Given data Start Marker

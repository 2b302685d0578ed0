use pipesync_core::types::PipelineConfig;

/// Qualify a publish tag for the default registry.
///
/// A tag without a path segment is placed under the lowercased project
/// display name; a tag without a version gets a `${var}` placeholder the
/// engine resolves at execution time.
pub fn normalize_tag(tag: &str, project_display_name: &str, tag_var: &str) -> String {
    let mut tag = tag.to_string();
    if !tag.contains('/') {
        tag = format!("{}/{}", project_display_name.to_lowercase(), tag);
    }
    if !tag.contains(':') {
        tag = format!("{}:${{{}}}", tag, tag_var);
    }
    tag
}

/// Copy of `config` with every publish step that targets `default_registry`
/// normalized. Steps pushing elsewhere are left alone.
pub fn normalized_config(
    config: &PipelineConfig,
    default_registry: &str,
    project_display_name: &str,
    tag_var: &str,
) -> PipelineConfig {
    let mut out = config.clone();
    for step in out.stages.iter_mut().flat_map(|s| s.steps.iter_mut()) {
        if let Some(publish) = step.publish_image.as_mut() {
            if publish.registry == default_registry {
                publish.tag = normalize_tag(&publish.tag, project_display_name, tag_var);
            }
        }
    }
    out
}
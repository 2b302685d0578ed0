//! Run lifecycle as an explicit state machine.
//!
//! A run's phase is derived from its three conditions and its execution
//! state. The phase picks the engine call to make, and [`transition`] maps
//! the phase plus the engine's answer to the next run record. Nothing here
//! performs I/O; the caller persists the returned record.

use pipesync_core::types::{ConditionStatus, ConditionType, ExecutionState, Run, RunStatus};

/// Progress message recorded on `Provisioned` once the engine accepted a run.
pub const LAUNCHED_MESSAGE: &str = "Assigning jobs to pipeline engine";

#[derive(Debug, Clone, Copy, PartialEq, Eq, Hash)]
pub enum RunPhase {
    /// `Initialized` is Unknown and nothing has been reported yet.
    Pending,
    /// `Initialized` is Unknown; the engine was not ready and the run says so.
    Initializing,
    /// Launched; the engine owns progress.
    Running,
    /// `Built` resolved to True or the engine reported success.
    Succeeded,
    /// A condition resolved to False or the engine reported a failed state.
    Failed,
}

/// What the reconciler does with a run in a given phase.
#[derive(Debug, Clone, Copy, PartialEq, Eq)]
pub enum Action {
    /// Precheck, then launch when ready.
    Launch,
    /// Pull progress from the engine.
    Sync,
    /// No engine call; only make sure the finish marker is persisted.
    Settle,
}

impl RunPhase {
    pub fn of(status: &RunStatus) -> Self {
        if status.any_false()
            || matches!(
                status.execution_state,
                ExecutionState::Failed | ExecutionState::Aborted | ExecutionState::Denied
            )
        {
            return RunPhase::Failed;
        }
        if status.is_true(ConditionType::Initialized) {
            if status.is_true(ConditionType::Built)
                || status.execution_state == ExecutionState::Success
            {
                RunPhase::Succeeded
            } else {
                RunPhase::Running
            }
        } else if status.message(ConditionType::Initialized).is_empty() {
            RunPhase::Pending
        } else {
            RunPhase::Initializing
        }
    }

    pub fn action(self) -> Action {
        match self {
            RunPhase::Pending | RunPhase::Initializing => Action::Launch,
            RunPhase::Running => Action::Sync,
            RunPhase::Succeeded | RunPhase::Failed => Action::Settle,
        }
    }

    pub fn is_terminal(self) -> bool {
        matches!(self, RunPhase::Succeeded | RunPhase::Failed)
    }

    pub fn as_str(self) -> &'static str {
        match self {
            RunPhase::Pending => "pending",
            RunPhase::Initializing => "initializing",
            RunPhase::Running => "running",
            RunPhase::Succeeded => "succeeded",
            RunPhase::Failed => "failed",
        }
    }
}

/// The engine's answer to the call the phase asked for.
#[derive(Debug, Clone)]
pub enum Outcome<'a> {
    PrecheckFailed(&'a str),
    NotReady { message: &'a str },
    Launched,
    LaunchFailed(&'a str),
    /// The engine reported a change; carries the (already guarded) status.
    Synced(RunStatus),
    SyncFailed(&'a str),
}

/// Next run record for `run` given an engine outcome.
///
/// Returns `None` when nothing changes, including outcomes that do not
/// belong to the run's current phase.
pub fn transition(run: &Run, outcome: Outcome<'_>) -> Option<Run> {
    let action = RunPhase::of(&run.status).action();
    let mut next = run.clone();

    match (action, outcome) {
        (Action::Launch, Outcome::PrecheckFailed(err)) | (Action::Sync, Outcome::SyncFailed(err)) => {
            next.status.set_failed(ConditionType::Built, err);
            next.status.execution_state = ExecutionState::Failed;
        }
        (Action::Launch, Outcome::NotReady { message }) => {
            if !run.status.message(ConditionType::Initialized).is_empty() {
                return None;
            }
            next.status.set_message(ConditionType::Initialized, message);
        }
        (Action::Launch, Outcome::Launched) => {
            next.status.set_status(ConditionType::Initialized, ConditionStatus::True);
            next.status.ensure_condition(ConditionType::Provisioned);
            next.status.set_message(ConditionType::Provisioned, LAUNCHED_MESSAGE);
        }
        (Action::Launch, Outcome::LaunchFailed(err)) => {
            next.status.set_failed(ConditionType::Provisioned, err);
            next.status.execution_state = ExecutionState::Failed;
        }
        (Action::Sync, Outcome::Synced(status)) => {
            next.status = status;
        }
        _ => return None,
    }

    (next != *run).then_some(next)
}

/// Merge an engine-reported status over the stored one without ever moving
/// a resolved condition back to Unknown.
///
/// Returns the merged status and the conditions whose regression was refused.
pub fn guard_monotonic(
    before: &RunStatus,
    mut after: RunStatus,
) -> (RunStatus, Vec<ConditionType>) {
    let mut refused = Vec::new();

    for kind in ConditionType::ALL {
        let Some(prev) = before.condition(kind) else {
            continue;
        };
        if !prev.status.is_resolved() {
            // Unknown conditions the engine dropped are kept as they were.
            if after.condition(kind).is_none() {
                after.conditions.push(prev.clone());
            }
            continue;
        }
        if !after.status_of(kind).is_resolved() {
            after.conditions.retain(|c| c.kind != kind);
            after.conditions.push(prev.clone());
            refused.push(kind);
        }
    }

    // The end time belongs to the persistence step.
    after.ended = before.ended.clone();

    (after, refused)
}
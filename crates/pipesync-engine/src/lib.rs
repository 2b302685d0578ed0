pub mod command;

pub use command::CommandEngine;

Given data End Marker

A word-for-word copy of the lines above from the one with "explicit state machine." through the one with "the returned record.", inclusive, is the only output wanted.

### Output below
//! Run lifecycle as an explicit state machine.
//!
//! A run's phase is derived from its three conditions and its execution
//! state. The phase picks the engine call to make, and [`transition`] maps
//! the phase plus the engine's answer to the next run record. Nothing here
//! performs I/O; the caller persists the returned record.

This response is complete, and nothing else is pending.